**Aim of the task**
Retype the listing without any alteration.

-- Opening Marker --

//! Client configuration, read once from the environment.

use std::path::PathBuf;
use std::time::Duration;

use thiserror::Error;

pub const API_URL_ENV: &str = "BAZAAR_API_URL";
pub const API_TOKEN_ENV: &str = "BAZAAR_API_TOKEN";
pub const TOKEN_FILE_ENV: &str = "BAZAAR_TOKEN_FILE";
pub const HTTP_TIMEOUT_ENV: &str = "BAZAAR_HTTP_TIMEOUT_SECS";
pub const DASHBOARD_REFRESH_ENV: &str = "BAZAAR_DASHBOARD_REFRESH_SECS";

pub const DEFAULT_API_URL: &str = "http://localhost:8080";
pub const DEFAULT_HTTP_TIMEOUT: Duration = Duration::from_secs(30);
pub const DEFAULT_DASHBOARD_REFRESH: Duration = Duration::from_secs(60);

#[derive(Debug, Error, Clone, PartialEq, Eq)]
pub enum ConfigError {
    #[error("invalid value for {key}: {reason}")]
    Invalid { key: &'static str, reason: String },
}

#[derive(Debug, Clone, PartialEq, Eq)]
pub struct ClientConfig {
    /// Base URL without a trailing slash.
    pub api_url: String,
    pub api_token: Option<String>,
    pub token_file: Option<PathBuf>,
    pub http_timeout: Duration,
    pub dashboard_refresh: Duration,
}

impl Default for ClientConfig {
    fn default() -> Self {
        Self {
            api_url: DEFAULT_API_URL.to_string(),
            api_token: None,
            token_file: None,
            http_timeout: DEFAULT_HTTP_TIMEOUT,
            dashboard_refresh: DEFAULT_DASHBOARD_REFRESH,
        }
    }
}

impl ClientConfig {
    pub fn from_env() -> Result<Self, ConfigError> {
        Self::from_lookup(|key| std::env::var(key).ok())
    }

    /// Build from an arbitrary key lookup. Unset or blank keys take defaults.
    pub fn from_lookup(lookup: impl Fn(&str) -> Option<String>) -> Result<Self, ConfigError> {
        let get = |key: &str| lookup(key).map(|v| v.trim().to_string()).filter(|v| !v.is_empty());

        let api_url = match get(API_URL_ENV) {
            Some(url) => parse_url(&url)?,
            None => DEFAULT_API_URL.to_string(),
        };

        Ok(Self {
            api_url,
            api_token: get(API_TOKEN_ENV),
            token_file: get(TOKEN_FILE_ENV).map(PathBuf::from),
            http_timeout: parse_secs(
                HTTP_TIMEOUT_ENV,
                get(HTTP_TIMEOUT_ENV),
                DEFAULT_HTTP_TIMEOUT,
            )?,
            dashboard_refresh: parse_secs(
                DASHBOARD_REFRESH_ENV,
                get(DASHBOARD_REFRESH_ENV),
                DEFAULT_DASHBOARD_REFRESH,
            )?,
        })
    }
}

fn parse_url(raw: &str) -> Result<String, ConfigError> {
    let url = raw.trim_end_matches('/');
    if !(url.starts_with("http://") || url.starts_with("https://")) {
        return Err(ConfigError::Invalid {
            key: API_URL_ENV,
            reason: format!("'{raw}' is not an http(s) URL"),
        });
    }
    Ok(url.to_string())
}

fn parse_secs(
    key: &'static str,
    raw: Option<String>,
    default: Duration,
) -> Result<Duration, ConfigError> {
    let Some(raw) = raw else {
        return Ok(default);
    };
    match raw.parse::<u64>() {
        Ok(0) => Err(ConfigError::Invalid {
            key,
            reason: "must be at least 1 second".to_string(),
        }),
        Ok(secs) => Ok(Duration::from_secs(secs)),
        Err(e) => Err(ConfigError::Invalid {
            key,
            reason: e.to_string(),
        }),
    }
}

-- Closing Marker --

**The answer**
//! Client configuration, read once from the environment.

use std::path::PathBuf;
use std::time::Duration;

use thiserror::Error;

pub const API_URL_ENV: &str = "BAZAAR_API_URL";
pub const API_TOKEN_ENV: &str = "BAZAAR_API_TOKEN";
pub const TOKEN_FILE_ENV: &str = "BAZAAR_TOKEN_FILE";
pub const HTTP_TIMEOUT_ENV: &str = "BAZAAR_HTTP_TIMEOUT_SECS";
pub const DASHBOARD_REFRESH_ENV: &str = "BAZAAR_DASHBOARD_REFRESH_SECS";

pub const DEFAULT_API_URL: &str = "http://localhost:8080";
pub const DEFAULT_HTTP_TIMEOUT: Duration = Duration::from_secs(30);
pub const DEFAULT_DASHBOARD_REFRESH: Duration = Duration::from_secs(60);

#[derive(Debug, Error, Clone, PartialEq, Eq)]
pub enum ConfigError {
    #[error("invalid value for {key}: {reason}")]
    Invalid { key: &'static str, reason: String },
}

#[derive(Debug, Clone, PartialEq, Eq)]
pub struct ClientConfig {
    /// Base URL without a trailing slash.
    pub api_url: String,
    pub api_token: Option<String>,
    pub token_file: Option<PathBuf>,
    pub http_timeout: Duration,
    pub dashboard_refresh: Duration,
}

impl Default for ClientConfig {
    fn default() -> Self {
        Self {
            api_url: DEFAULT_API_URL.to_string(),
            api_token: None,
            token_file: None,
            http_timeout: DEFAULT_HTTP_TIMEOUT,
            dashboard_refresh: DEFAULT_DASHBOARD_REFRESH,
        }
    }
}

impl ClientConfig {
    pub fn from_env() -> Result<Self, ConfigError> {
        Self::from_lookup(|key| std::env::var(key).ok())
    }

    /// Build from an arbitrary key lookup. Unset or blank keys take defaults.
    pub fn from_lookup(lookup: impl Fn(&str) -> Option<String>) -> Result<Self, ConfigError> {
        let get = |key: &str| lookup(key).map(|v| v.trim().to_string()).filter(|v| !v.is_empty());

        let api_url = match get(API_URL_ENV) {
            Some(url) => parse_url(&url)?,
            None => DEFAULT_API_URL.to_string(),
        };

        Ok(Self {
            api_url,
            api_token: get(API_TOKEN_ENV),
            token_file: get(TOKEN_FILE_ENV).map(PathBuf::from),
            http_timeout: parse_secs(
                HTTP_TIMEOUT_ENV,
                get(HTTP_TIMEOUT_ENV),
                DEFAULT_HTTP_TIMEOUT,
            )?,
            dashboard_refresh: parse_secs(
                DASHBOARD_REFRESH_ENV,
                get(DASHBOARD_REFRESH_ENV),
                DEFAULT_DASHBOARD_REFRESH,
            )?,
        })
    }
}

fn parse_url(raw: &str) -> Result<String, ConfigError> {
    let url = raw.trim_end_matches('/');
    if !(url.starts_with("http://") || url.starts_with("https://")) {
        return Err(ConfigError::Invalid {
            key: API_URL_ENV,
            reason: format!("'{raw}' is not an http(s) URL"),
        });
    }
    Ok(url.to_string())
}

fn parse_secs(
    key: &'static str,
    raw: Option<String>,
    default: Duration,
) -> Result<Duration, ConfigError> {
    let Some(raw) = raw else {
        return Ok(default);
    };
    match raw.parse::<u64>() {
        Ok(0) => Err(ConfigError::Invalid {
            key,
            reason: "must be at least 1 second".to_string(),
        }),
        Ok(secs) => Ok(Duration::from_secs(secs)),
        Err(e) => Err(ConfigError::Invalid {
            key,
            reason: e.to_string(),
        }),
    }
}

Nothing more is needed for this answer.